View Article: MedPix Image - MedPix Case

Affiliation: Madigan Army Medical Center

ABSTRACT

Diagnosis: COARCTATION

History: This case is based on a 3 year old female who at the age of 18 months underwent surgical resection with end-to-end repair of a mild preductal coarctation of the aorta just proximal to the left subclavian artery take-off.

Findings: The study revealed a standard three-vessel arch with the brachiocephalic artery being the first great vessel, the left common carotid being the second vessel, and the left subclavian artery being the third vessel. Just proximal to the takeoff of the left subclavian artery is a significant web across the lumen of the aortic. This aortic web is seen to cause significant obstruction of flow through the aorta. A momentary delay was seen before blood flow was seen distal to the obstruction. A central post-stenotic jet was seen traveling through the thoracic aorta to below the level of the diaphragm. No obvious collateral blood vessels are noted throughout the thoracic aorta. No other cardiac abnormalities were identified.

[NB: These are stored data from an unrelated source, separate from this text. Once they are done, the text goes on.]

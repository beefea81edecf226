use serde::{Serialize, Deserialize};

use crate::activation::activation::Activation;
use crate::error::{Error, Result};
use crate::network::task::Task;

/// A serializable description of a model's architecture and task.
///
/// Holds no weights: saving a spec stores the shape a model is built from,
/// never what it has learned.
#[derive(Debug, Clone, PartialEq, Serialize, Deserialize)]
pub struct ModelSpec {
    /// Width of layer 0.
    pub input_size: usize,
    /// Widths of the hidden layers, input side first. Hidden layers use ReLU.
    #[serde(default)]
    pub hidden_layers: Vec<usize>,
    pub task: Task,
    /// Replaces the task's default output activation when set.
    #[serde(default)]
    pub output_activation: Option<Activation>,
}

impl ModelSpec {
    pub fn regression(input_size: usize, hidden_layers: &[usize]) -> ModelSpec {
        ModelSpec {
            input_size,
            hidden_layers: hidden_layers.to_vec(),
            task: Task::Regression,
            output_activation: None,
        }
    }

    pub fn classifier(input_size: usize, hidden_layers: &[usize], classes: usize) -> ModelSpec {
        ModelSpec {
            input_size,
            hidden_layers: hidden_layers.to_vec(),
            task: Task::Classifier { classes },
            output_activation: None,
        }
    }

    pub fn with_output_activation(mut self, activation: Activation) -> ModelSpec {
        self.output_activation = Some(activation);
        self
    }

    /// The activation actually used by the output layer.
    pub fn resolved_output_activation(&self) -> Activation {
        self.output_activation.unwrap_or_else(|| self.task.output_activation())
    }

    /// Widths of every layer, input and output included.
    pub fn layer_sizes(&self) -> Vec<usize> {
        let mut sizes = Vec::with_capacity(self.hidden_layers.len() + 2);
        sizes.push(self.input_size);
        sizes.extend_from_slice(&self.hidden_layers);
        sizes.push(self.task.output_size());
        sizes
    }

    pub fn validate(&self) -> Result<()> {
        if self.input_size == 0 {
            return Err(Error::InvalidSpec("input_size must be at least 1".into()));
        }
        if let Some(i) = self.hidden_layers.iter().position(|&w| w == 0) {
            return Err(Error::InvalidSpec(format!("hidden layer {} has zero width", i + 1)));
        }
        if self.task.output_size() == 0 {
            return Err(Error::InvalidSpec("a classifier needs at least one class".into()));
        }
        Ok(())
    }

    /// Serializes the spec to a pretty-printed JSON file.
    pub fn save_json(&self, path: &str) -> Result<()> {
        let file = std::fs::File::create(path)?;
        let writer = std::io::BufWriter::new(file);
        serde_json::to_writer_pretty(writer, self)?;
        Ok(())
    }

    /// Deserializes and validates a spec previously written by `save_json`.
    pub fn load_json(path: &str) -> Result<ModelSpec> {
        let file = std::fs::File::open(path)?;
        let reader = std::io::BufReader::new(file);
        let spec: ModelSpec = serde_json::from_reader(reader)?;
        spec.validate()?;
        Ok(spec)
    }
}

#[cfg(test)]
mod tests {
    use super::*;

    #[test]
    fn layer_sizes_include_both_ends() {
        let spec = ModelSpec::classifier(4, &[8, 5], 3);
        assert_eq!(spec.layer_sizes(), vec![4, 8, 5, 3]);
        assert_eq!(ModelSpec::regression(2, &[]).layer_sizes(), vec![2, 1]);
    }

    #[test]
    fn output_activation_override() {
        let spec = ModelSpec::regression(1, &[]);
        assert_eq!(spec.resolved_output_activation(), Activation::ReLU);
        let spec = spec.with_output_activation(Activation::Identity);
        assert_eq!(spec.resolved_output_activation(), Activation::Identity);
    }

    #[test]
    fn validate_rejects_degenerate_shapes() {
        assert!(matches!(ModelSpec::regression(0, &[]).validate(), Err(Error::InvalidSpec(_))));
        assert!(matches!(ModelSpec::regression(2, &[3, 0]).validate(), Err(Error::InvalidSpec(_))));
        assert!(matches!(ModelSpec::classifier(2, &[3], 0).validate(), Err(Error::InvalidSpec(_))));
        assert!(ModelSpec::classifier(2, &[3], 2).validate().is_ok());
    }

    #[test]
    fn missing_optional_fields_default() {
        let spec: ModelSpec =
            serde_json::from_str(r#"{"input_size":2,"task":{"type":"regression"}}"#).unwrap();
        assert_eq!(spec, ModelSpec::regression(2, &[]));
    }
}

Ddx: Recurrent coarctation / restenosis at the site of the procedure.

Dxhow: MRA

Exam: Physical exam reveals a murmur that is difficult to localize in location and difficult to locate in the cardiac cycle. A difference in blood pressure between the upper and lower extremities was also found.

No MeSH data available.


Just proximal to the takeoff of the left subclavian artery is a significant web across the lumen of the aortic. This aortic web is seen to cause significant obstruction of flow through the aorta. A momentary was seen delay before blood flow was seen distal to the obstruction.  A central post-stenotic jet was seen traveling through the thoracic aorta to below the level of the hemidiaphragm. No obvious collateral blood vessels are noted throughout the thoracic aorta. No other cardiac abnormalities were identified.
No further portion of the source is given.